Saturday, July 07, 2007

What Will BC Liberals Mean by "Sustainability," When it Comes to Health Care?

With the Liberal Government's "Conversation on Health Care" wrapping up on July 7, and new legislation on healthcare reform being promised for the spring, recent articles by Dr. Irfan Dhalla on "Canada's health care system and the sustainability paradox" and by Dr. Francois Beland on the "myth of unsustainabilty" in the most recent Canadian Medical Association Journal (CMAJ) make timely reading.

Dr. Dhalla argues that to assess the sustainability of health care on the basis of health spending as a proportion as a share of government expenditures is highly problematic. In the first place, it depends on the assumption that that the percentage of government expenses devoted to health care depends primarily on how much governments spend on health. When measured by percentage of government expenses, health spending also depends on 2 other key factors: how much governments spend on non-health-related items (e.g., education, police services, social assistance) and how much governments collect in taxes. If a government reduces its spending on non-health-related items or cuts taxes, the percentage of expenditures devoted to health care will increase automatically. Dr. Dhalla gives as an example the province of Ontario, where the share of expenditures devoted to health care actually declined between 1988 and 1998 from 38% to 35%---and then shot up again, because of "reductions in spending on non-health-related items, tax cuts and reductions in transfers from the federal government."
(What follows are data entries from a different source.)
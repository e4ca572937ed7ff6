//! Per-(type, signature) memoization.
//!
//! Resolution is a pure function of an immutable graph, so memoization is
//! only an optimization: re-resolving is idempotent and yields the same
//! classification every time. There is deliberately no invalidation:
//! any graph change means a new graph and a new cache.

use rustc_hash::FxHashMap;

use crate::graph::DeclGraph;
use crate::hir::{DefId, MemberSig};

use super::resolver::ImplResolver;
use super::result::ResolutionResult;

/// A memoizing wrapper around [`ImplResolver`].
pub struct ResolutionCache<'g> {
    resolver: ImplResolver<'g>,
    memo: FxHashMap<(DefId, MemberSig), ResolutionResult>,
}

impl<'g> ResolutionCache<'g> {
    /// Create an empty cache over a finished graph.
    pub fn new(graph: &'g DeclGraph) -> Self {
        Self {
            resolver: ImplResolver::new(graph),
            memo: FxHashMap::default(),
        }
    }

    /// Resolve, reusing a previous answer for the same pair if one exists.
    pub fn resolve(&mut self, ty: DefId, sig: &MemberSig) -> &ResolutionResult {
        let resolver = &self.resolver;
        self.memo
            .entry((ty, sig.clone()))
            .or_insert_with(|| resolver.resolve(ty, sig))
    }

    /// Number of memoized pairs.
    pub fn len(&self) -> usize {
        self.memo.len()
    }

    /// Whether the cache holds no results yet.
    pub fn is_empty(&self) -> bool {
        self.memo.is_empty()
    }
}
//! Extension receiver shape.
//!
//! A by-reference receiver (mutable or read-only) is only legal when the
//! declared receiver type is a concrete value kind, or a type parameter
//! constrained to value kind. The rule is evaluated purely on the
//! declared, unreified shape: a parameter constrained only by interfaces
//! might well be instantiated with a value kind at a use site, but
//! accepting it would mean mutation-through-reference on reference-kind
//! instantiations and silent defensive copies on read-only ones.

use thiserror::Error;

use crate::hir::{ConstraintKind, ParamSig, PassMode, TypeKind, TypeParamDecl};
use crate::span::Span;

/// An extension member declaration, as far as the receiver rule needs it.
#[derive(Debug, Clone, PartialEq, Eq)]
pub struct ExtensionDecl {
    /// The extension member's name.
    pub name: String,
    /// Type parameters in scope, with their constraints.
    pub type_params: Vec<TypeParamDecl>,
    /// The receiver parameter.
    pub receiver: ParamSig,
    /// Where the extension was declared.
    pub span: Span,
}

/// Why a by-reference receiver was rejected.
#[derive(Debug, Clone, Copy, PartialEq, Eq)]
pub enum ReceiverRejection {
    /// The declared receiver type is a reference kind.
    ReferenceKind,
    /// The receiver is an unconstrained type parameter.
    UnconstrainedTypeParam,
    /// The receiver is a type parameter constrained only by interfaces.
    InterfaceOnlyConstraints,
}

/// A by-reference receiver on an illegal declared shape.
#[derive(Debug, Clone, PartialEq, Eq, Error)]
#[error("by-reference receiver of extension `{extension}` is not a concrete value kind")]
pub struct InvalidExtensionReceiver {
    /// The extension member's name.
    pub extension: String,
    /// The specific shape violation.
    pub reason: ReceiverRejection,
    pub span: Span,
}

/// Validate the receiver shape of one extension declaration.
pub fn check_extension_receiver(decl: &ExtensionDecl) -> Result<(), InvalidExtensionReceiver> {
    if !matches!(decl.receiver.mode, PassMode::Ref | PassMode::RefReadOnly) {
        return Ok(());
    }

    let reject = |reason| {
        Err(InvalidExtensionReceiver {
            extension: decl.name.clone(),
            reason,
            span: decl.span,
        })
    };

    let ty = &decl.receiver.ty;
    if ty.is_value_kind() {
        return Ok(());
    }
    if ty.is_reference_kind() {
        return reject(ReceiverRejection::ReferenceKind);
    }

    // Only type parameters and upstream error types remain. One bad
    // upstream type should not cascade into a second error.
    let TypeKind::Param(var) = ty.kind() else {
        return Ok(());
    };
    let constraints = decl
        .type_params
        .iter()
        .find(|p| p.id == *var)
        .map(|p| p.constraints.as_slice())
        .unwrap_or(&[]);

    if constraints.contains(&ConstraintKind::ValueKind) {
        // The constraint fixes the declared shape to value kind.
        Ok(())
    } else if constraints.is_empty() {
        reject(ReceiverRejection::UnconstrainedTypeParam)
    } else if constraints.contains(&ConstraintKind::ReferenceKind) {
        reject(ReceiverRejection::ReferenceKind)
    } else {
        reject(ReceiverRejection::InterfaceOnlyConstraints)
    }
}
British Columbia provides an even clearer example of this "sustainability paradox": remember how the Liberals maintained health care and education spending and then made across the board spending cuts of 24% in all those other ministries to pay for their stupid tax cuts? Well that was fine, except that it had the effect of greatly exaggerating the impression we had that health was displacing all other expenditures--instead of blaming their tax cuts and their consequent cutbacks, Campbell and Taylor started blaming growth in health care spending instead.

Furthermore, an assumption underlying the view that health care spending must be unsustainable is the view that tax rates must be fixed or gradually declining. In fact, taxes have risen from an average rate of 30% of GDP in OECD countries to 36% since 1985, while Canada's rate has remained relatively constant at about 33%, suggesting that some increase in tax rates would be consistent with international standards.

In terms of sustainability, spending on health care itself is unimportant; what matters is how much we have left to spend on our other needs and desires: "In other words, growth in health care spending is sustainable provided it does not reduce the average Canadian's ability to purchase non-health-related goods and services." On this view--assuming that real spending per capita on health care grows at 2.3% per year, while economic growth continues at 1.7%--Dr. Dhalla demonstrates that "the amount of money left for non-health-related spending would continue to increase for well over a century."

Dr. Beland describes the myth of unsustainability as a simple "arithmetic failure"--"medicare assessment requires medicare expenditure data in the numerator, and data on government total income from all sources in the denominator." The most alarming claims about unsustainability merely argue that the problem is in the numerator (i.e., in government health care expenditures).

All of this is very reassuring to the members of the BC Health Coalition and other public interest groups who have been vigorously arguing in favour of maintaining public health care during the past year. But does it really address what both Gordon Campbell and Carole Taylor have been hinting at all along, between the lines? Their consistent message has been that a system is "public" as long as there is a single public payer. By this definition, a health care voucher scheme would qualify as "public". (Remember BC Rail is still "public", because we own the rail bed!)

And that leaves a lot of room for privatization of health care delivery. The kind of reform of delivery options that Campbell and Taylor have in mind could entail the transformation of regional health authorities into primarily buyers of services. That is why my next blog entry about health care will concern the very important subjects of the "purchaser-provider split" and "contract management." They may be coming to a regional health authority in your neighbourhood--and sooner than you think.